Tanzania, the final leg of an three-nation continental tour, is the kind of African democracy, aided by US health and infrastructure programs, that Washington wants to see duplicated in a region scarred by poor governance.

“Ultimately the goal here is for Africa to build Africa, for Africans,” Obama said after talks with Tanzanian President Jakaya Kikwete.

“And our job is to be a partner in that process, and Tanzania’s been one of our best partners,” Obama said, saying that “we are looking at a new model that’s based not just on aid and assistance”.

It did not escape Washington’s notice that Xi Jinping included Tanzania on his first foreign trip as president of China in March.

Throughout his Africa journey, which also included Senegal, Obama has implicitly touted US-style investment and partnership as superior to Beijing’s own Africa push, arguing US firms do more to build local economic capacity.

When Air Force One touched down after a flight from Cape Town in Dar es Salaam, Obama was serenaded by marching bands in red tunics and groups of traditional dancers clapping as a guard of honor blasted off a 21-gun salute.

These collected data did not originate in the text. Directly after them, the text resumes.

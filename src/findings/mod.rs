//! The report handed to external collaborators: normalized issues plus
//! aggregate counters and per-file statuses.

pub mod aggregator;

pub use aggregator::{aggregate, canonical_order};

use crate::core::{Category, Issue, Language, ParseStatus, Severity};
use crate::metrics::FileMetrics;
use serde::{Deserialize, Serialize};
use std::collections::BTreeMap;

#[derive(Clone, Debug, Serialize, Deserialize, PartialEq)]
pub struct FileStatus {
    pub file: String,
    pub language: Language,
    #[serde(flatten)]
    pub status: ParseStatus,
    /// Present for parsed files only
    #[serde(default, skip_serializing_if = "Option::is_none")]
    pub metrics: Option<FileMetrics>,
}

#[derive(Clone, Debug, Default, Serialize, Deserialize, PartialEq)]
pub struct Summary {
    /// Files parsed successfully
    pub files_analyzed: usize,
    /// Files with a syntax error or a parse timeout
    pub files_failed: usize,
    /// Files never parsed because the run was cancelled
    pub files_skipped: usize,
    pub total_issues: usize,
    pub by_severity: BTreeMap<Severity, usize>,
    pub by_category: BTreeMap<Category, usize>,
}

impl Summary {
    fn compute(issues: &[Issue], files: &[FileStatus]) -> Self {
        let mut by_severity: BTreeMap<Severity, usize> =
            [Severity::Critical, Severity::Warning, Severity::Suggestion]
                .into_iter()
                .map(|s| (s, 0))
                .collect();
        let mut by_category: BTreeMap<Category, usize> = [
            Category::Correctness,
            Category::Security,
            Category::Performance,
            Category::Maintainability,
            Category::Style,
        ]
        .into_iter()
        .map(|c| (c, 0))
        .collect();

        for issue in issues {
            *by_severity.entry(issue.severity).or_default() += 1;
            *by_category.entry(issue.category).or_default() += 1;
        }

        let count = |pred: fn(&ParseStatus) -> bool| files.iter().filter(|f| pred(&f.status)).count();

        Self {
            files_analyzed: count(|s| matches!(s, ParseStatus::Ok)),
            files_failed: count(|s| matches!(s, ParseStatus::ParseError { .. } | ParseStatus::TimedOut)),
            files_skipped: count(|s| matches!(s, ParseStatus::Cancelled)),
            total_issues: issues.len(),
            by_severity,
            by_category,
        }
    }
}

#[derive(Clone, Debug, Serialize, Deserialize, PartialEq)]
pub struct AnalysisReport {
    pub issues: Vec<Issue>,
    pub summary: Summary,
    /// Sorted by file id
    pub files: Vec<FileStatus>,
    /// Set when the run was cancelled; graph-derived findings are then absent
    pub partial: bool,
}

impl AnalysisReport {
    /// Deduplicate and order `issues`, then count them
    pub fn new(issues: Vec<Issue>, mut files: Vec<FileStatus>, partial: bool) -> Self {
        let issues = aggregate(issues);
        files.sort_by(|a, b| a.file.cmp(&b.file));
        let summary = Summary::compute(&issues, &files);
        Self {
            issues,
            summary,
            files,
            partial,
        }
    }

    pub fn file_status(&self, file: &str) -> Option<&FileStatus> {
        self.files.iter().find(|f| f.file == file)
    }

    pub fn to_json(&self, pretty: bool) -> serde_json::Result<String> {
        if pretty {
            serde_json::to_string_pretty(self)
        } else {
            serde_json::to_string(self)
        }
    }
}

Huge crowds, perhaps the biggest of his presidency, save for a trip to Myanmar last year, packed the roads into town. Kikwete said he had never seen such a welcome for a foreign leader.

“You are a true friend of Tanzania and a dear friend of Africa,” he said.

The promenade separating Tanzania’s State House from the glittering blue water of the Indian Ocean has been renamed Barack Obama Drive and proclaimed its name with a freshly painted sign.

“In Africa we have so many countries, so Obama choosing to come to Tanzania, it makes us feel happy,” said Francis Gedyman, 26, a driver.

Obama is due Tuesday to visit the Ubungo power plant, after unveiling a new $7-billion program, a mix of private and public funds and loan guarantees, to boost African electric power networks.

The initiative is designed to improve infrastructure to incentivise foreign firms to invest and to improve conditions for Africans seeking a good education.

Obama will also see a new invention that places a generator unit inside a football, which can be taken home after a kick around to power up lamps or even mobile electronic devices.

“Even as this continent faces great challenges this is also a moment of great promise for Africa,” Obama later said in a speech on trade given to leading business figures from around the East Africa region. “I see Africa as the world’s next major economic success story and the United States wants to be a partner in that success. We have got enormous opportunity to unleash the next era of African growth.”

On Tuesday, before leaving for Washington, Obama will lay a wreath at a memorial to those killed in the U.S. embassy bombing in 1998, alongside his predecessor George W. Bush.

Bush is in the country for a forum of regional First Ladies, hosted by his wife Laura, which will also be attended by Michelle Obama.